A report from Greenpeace is a good example. It cites industrial agriculture -- with its reliance on harsh chemicals, foreign oil, factory farms and intensive land-use practices -- as contributing from 17 to 32 percent of all human-related greenhouse gas emissions to the atmosphere.

A similar story can be found in a frequently referenced 2006 report from the United Nations, which calculated greenhouse gas releases from the livestock sector alone at 18 percent of total emissions, putting it ahead of the worldwide transportation sector.

These statistics, and others like them, are clearly on the minds of organizers bringing two food-focused conferences to Portland this month.

Next Friday and Saturday, the nationwide Bioneers event comes to downtown Portland in the form of Kindle. The conference aims to spur environmental and social change through a series of talks, workshops, performances and informal chats over lunch.

Food isn't the sole focus of the conference, with sessions addressing everything from peak oil and medical marijuana to clean water and eco-friendly campuses, but how we feed ourselves is a clear theme running through the conference.

According to Kindle's founder, Ted Regan, the solution to most of these problems can be found in the adage: ''Think globally, act locally.''

''It really comes down to economics more than anything,'' he said. ''We need to begin to localize the economy. And one of the ways we can do that is with food.''

Talks by authors Michael Pollan (''Omnivore's Dilemma'' and ''In Defense of Food'') and Dr. Andrew Weil (''Eating Well for Optimum Health'' and ''Healthy Aging''), who will be beamed in via satellite to Bioneers sites around the country, are sure to be big draws.

Another speaker to watch for is Abby Rockefeller, an organic farmer from New Hampshire and the daughter of philanthropist David Rockefeller. Her keynote address, at 9:15 a.m. on Friday, is titled ''Rethinking Sewers,'' and explores the use of human waste as fertilizer.

''She's coming at food from a very different perspective -- at the end of its life,'' Regan said.

The full life cycle of food will be on the agenda during the New England: Feeding Ourselves conference, setting up shop at the Eastland Park Hotel from Oct. 29 to 31. Hosted by the New England Association of Resource Conservation and Development Areas, this U.S. Department of Agriculture-funded conference doesn't typically open itself to the public, but the organizers have made an exception this year.

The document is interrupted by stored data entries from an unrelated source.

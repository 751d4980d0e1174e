// Copyright 2022 SphereEx Authors
//
// Licensed under the Apache License, Version 2.0 (the "License");
// you may not use this file except in compliance with the License.
// You may obtain a copy of the License at
//
//     http://www.apache.org/licenses/LICENSE-2.0
//
// Unless required by applicable law or agreed to in writing, software
// distributed under the License is distributed on an "AS IS" BASIS,
// WITHOUT WARRANTIES OR CONDITIONS OF ANY KIND, either express or implied.
// See the License for the specific language governing permissions and
// limitations under the License.

use sharding_error::error::RoutingError;

use crate::{
    sharding::{ShardingValue, ShardingValues, ValueRange},
    stmt::{Column, CompareOp, Expr, InsertClause, ParsedStatement, Predicate},
    value::Value,
};

pub fn resolve(expr: &Expr, params: &[Value]) -> Result<Value, RoutingError> {
    match expr {
        Expr::Literal(val) => Ok(val.clone()),
        Expr::Param(idx) => params
            .get(*idx)
            .cloned()
            .ok_or(RoutingError::MissingParameter { index: *idx, len: params.len() }),
    }
}

/// Collects the sharding values of one logic table from the predicate,
/// against one parameter set. Only conditions combined with `AND` are used,
/// a disjunction gives no usable condition.
pub struct ConditionExtractor<'a> {
    statement: &'a ParsedStatement,
    refs: Vec<&'a str>,
    columns: &'a [String],
}

impl<'a> ConditionExtractor<'a> {
    pub fn new(statement: &'a ParsedStatement, logic_table: &str, columns: &'a [String]) -> Self {
        ConditionExtractor { statement, refs: statement.table_refs(logic_table), columns }
    }

    pub fn extract(&self, params: &[Value]) -> Result<ShardingValues, RoutingError> {
        let mut values = ShardingValues::new();
        if self.columns.is_empty() {
            return Ok(values);
        }

        let mut leaves = vec![];
        if let Some(predicate) = &self.statement.predicate {
            flatten_and(predicate, &mut leaves);
        }

        for leaf in leaves {
            if let Some((column, value)) = self.condition(leaf, params)? {
                let merged = match values.get(&column) {
                    Some(existing) => merge(existing, value),
                    None => value,
                };
                values.insert(&column, merged);
            }
        }
        Ok(values)
    }

    fn matches(&self, column: &Column) -> Option<String> {
        let name = column.name.trim_matches(|c| c == '`' || c == '"').to_ascii_lowercase();
        if !self.columns.contains(&name) {
            return None;
        }

        match &column.owner {
            Some(owner) if !self.refs.iter().any(|x| x.eq_ignore_ascii_case(owner)) => None,
            _ => Some(name),
        }
    }

    fn condition(
        &self,
        leaf: &Predicate,
        params: &[Value],
    ) -> Result<Option<(String, ShardingValue)>, RoutingError> {
        let res = match leaf {
            Predicate::Compare { column, op, value } => {
                let column = match self.matches(column) {
                    Some(column) => column,
                    None => return Ok(None),
                };
                let val = resolve(value, params)?;
                if val.is_null() {
                    return Ok(None);
                }

                use std::ops::Bound::*;
                let range = |lower, upper| Some((column.clone(), ShardingValue::Range(ValueRange::new(lower, upper))));
                match (op, val.as_i64()) {
                    (CompareOp::Eq, _) => Some((column.clone(), ShardingValue::Exact(vec![val]))),
                    (CompareOp::Lt, Some(v)) => range(Unbounded, Excluded(v)),
                    (CompareOp::LtEq, Some(v)) => range(Unbounded, Included(v)),
                    (CompareOp::Gt, Some(v)) => range(Excluded(v), Unbounded),
                    (CompareOp::GtEq, Some(v)) => range(Included(v), Unbounded),
                    _ => None,
                }
            }
            Predicate::In { column, values } => {
                let column = match self.matches(column) {
                    Some(column) => column,
                    None => return Ok(None),
                };
                let mut vals = vec![];
                for expr in values.iter() {
                    let val = resolve(expr, params)?;
                    if !val.is_null() && !vals.contains(&val) {
                        vals.push(val);
                    }
                }
                if vals.is_empty() {
                    None
                } else {
                    Some((column, ShardingValue::Exact(vals)))
                }
            }
            Predicate::Between { column, low, high } => {
                let column = match self.matches(column) {
                    Some(column) => column,
                    None => return Ok(None),
                };
                let low = resolve(low, params)?.as_i64();
                let high = resolve(high, params)?.as_i64();
                match (low, high) {
                    (Some(low), Some(high)) => Some((column, ShardingValue::Range(ValueRange::closed(low, high)))),
                    _ => None,
                }
            }
            _ => None,
        };
        Ok(res)
    }
}

fn flatten_and<'p>(predicate: &'p Predicate, leaves: &mut Vec<&'p Predicate>) {
    match predicate {
        Predicate::And(items) => {
            for item in items.iter() {
                flatten_and(item, leaves);
            }
        }
        Predicate::Or(_) | Predicate::Opaque => {}
        leaf => leaves.push(leaf),
    }
}

// Equality beats ranges. Contradicting equalities keep the first condition.
fn merge(existing: &ShardingValue, value: ShardingValue) -> ShardingValue {
    match (existing, value) {
        (ShardingValue::Exact(a), ShardingValue::Exact(b)) => {
            let both = a.iter().filter(|x| b.contains(x)).cloned().collect::<Vec<_>>();
            if both.is_empty() {
                ShardingValue::Exact(a.clone())
            } else {
                ShardingValue::Exact(both)
            }
        }
        (ShardingValue::Exact(a), ShardingValue::Range(_)) => ShardingValue::Exact(a.clone()),
        (ShardingValue::Range(_), exact @ ShardingValue::Exact(_)) => exact,
        (ShardingValue::Range(a), ShardingValue::Range(b)) => ShardingValue::Range(a.intersect(&b)),
    }
}

/// Sharding values of one insert row. `generated` carries the key generated
/// for the row when the statement omits the key column.
pub fn insert_row_values(
    clause: &InsertClause,
    row: usize,
    columns: &[String],
    params: &[Value],
    generated: Option<(&str, &Value)>,
) -> Result<ShardingValues, RoutingError> {
    let mut values = ShardingValues::new();
    let row = match clause.rows.get(row) {
        Some(row) => row,
        None => return Ok(values),
    };

    for column in columns.iter() {
        if let Some((key, val)) = generated {
            if key == column.as_str() {
                values.insert(column, ShardingValue::Exact(vec![val.clone()]));
                continue;
            }
        }

        let expr = match clause.column_index(column).and_then(|idx| row.values.get(idx)) {
            Some(expr) => expr,
            None => continue,
        };
        let val = resolve(expr, params)?;
        if !val.is_null() {
            values.insert(column, ShardingValue::Exact(vec![val]));
        }
    }
    Ok(values)
}

#[cfg(test)]
mod test {
    use super::*;
    use crate::stmt::StatementKind;

    fn statement(predicate: Predicate) -> ParsedStatement {
        ParsedStatement::builder(
            "SELECT * FROM t_order o JOIN t_user u ON o.user_id = u.id WHERE x",
            StatementKind::Select,
        )
        .table_with_alias("t_order", "o")
        .table_with_alias("t_user", "u")
        .predicate(predicate)
        .build()
        .unwrap()
    }

    #[test]
    fn test_extract_and_conditions() {
        let stmt = statement(Predicate::And(vec![
            Predicate::eq(Column::owned("o", "ORDER_ID"), Expr::param(0)),
            Predicate::in_list(Column::new("user_id"), vec![Expr::literal(1), Expr::param(1), Expr::literal(1)]),
            Predicate::eq(Column::owned("u", "order_id"), Expr::literal(99)),
        ]));
        let columns = vec!["order_id".to_string(), "user_id".to_string()];
        let extractor = ConditionExtractor::new(&stmt, "t_order", &columns);

        let values = extractor.extract(&[Value::Int(7), Value::Int(2)]).unwrap();
        assert_eq!(values.get("order_id"), Some(&ShardingValue::Exact(vec![Value::Int(7)])));
        assert_eq!(values.get("user_id"), Some(&ShardingValue::Exact(vec![Value::Int(1), Value::Int(2)])));
    }

    #[test]
    fn test_extract_ranges() {
        let stmt = statement(Predicate::And(vec![
            Predicate::compare(Column::new("order_id"), CompareOp::Gt, Expr::literal(10)),
            Predicate::between(Column::new("order_id"), Expr::literal(0), Expr::literal(12)),
            Predicate::compare(Column::new("user_id"), CompareOp::NotEq, Expr::literal(3)),
        ]));
        let columns = vec!["order_id".to_string(), "user_id".to_string()];
        let values = ConditionExtractor::new(&stmt, "t_order", &columns).extract(&[]).unwrap();

        match values.get("order_id") {
            Some(ShardingValue::Range(range)) => assert_eq!((range.lower(), range.upper()), (Some(11), Some(12))),
            other => panic!("unexpected {:?}", other),
        }
        assert!(values.get("user_id").is_none());
    }

    #[test]
    fn test_extract_or_and_conflicts() {
        let columns = vec!["order_id".to_string()];

        let stmt = statement(Predicate::Or(vec![
            Predicate::eq(Column::new("order_id"), Expr::literal(1)),
            Predicate::eq(Column::new("order_id"), Expr::literal(2)),
        ]));
        assert!(ConditionExtractor::new(&stmt, "t_order", &columns).extract(&[]).unwrap().is_empty());

        let stmt = statement(Predicate::And(vec![
            Predicate::compare(Column::new("order_id"), CompareOp::Lt, Expr::literal(5)),
            Predicate::eq(Column::new("order_id"), Expr::literal(1)),
            Predicate::eq(Column::new("order_id"), Expr::literal(2)),
        ]));
        let values = ConditionExtractor::new(&stmt, "t_order", &columns).extract(&[]).unwrap();
        assert_eq!(values.get("order_id"), Some(&ShardingValue::Exact(vec![Value::Int(1)])));
    }

    #[test]
    fn test_missing_parameter() {
        let stmt = statement(Predicate::eq(Column::new("order_id"), Expr::param(3)));
        let columns = vec!["order_id".to_string()];
        let res = ConditionExtractor::new(&stmt, "t_order", &columns).extract(&[Value::Int(1)]);
        assert_eq!(res, Err(RoutingError::MissingParameter { index: 3, len: 1 }));
    }
}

''Because of the theme, it was important to broaden the audience,'' said Mark Hews, coordinator of the local group that is hosting the event.

To accommodate Mainers interested in food and farming, the organizers are offering $15 tickets to the Thursday night keynote speech by University of Southern Maine professor Mark B. Lapping and $90 passes to the Friday and Saturday workshops. Numerous movers and shakers in Maine's local food movement will be participating in the event, with sessions addressing the production, processing, marketing, distribution and financing of local food.

''The industrial food system is fragile,'' Hews said. ''It's not capable, in some respects, of feeding us nutritionally. The idea (of the conference) is to lay out the need for a strong, local food system.''

Or in the words of a slightly tweaked saying: Think globally, eat locally.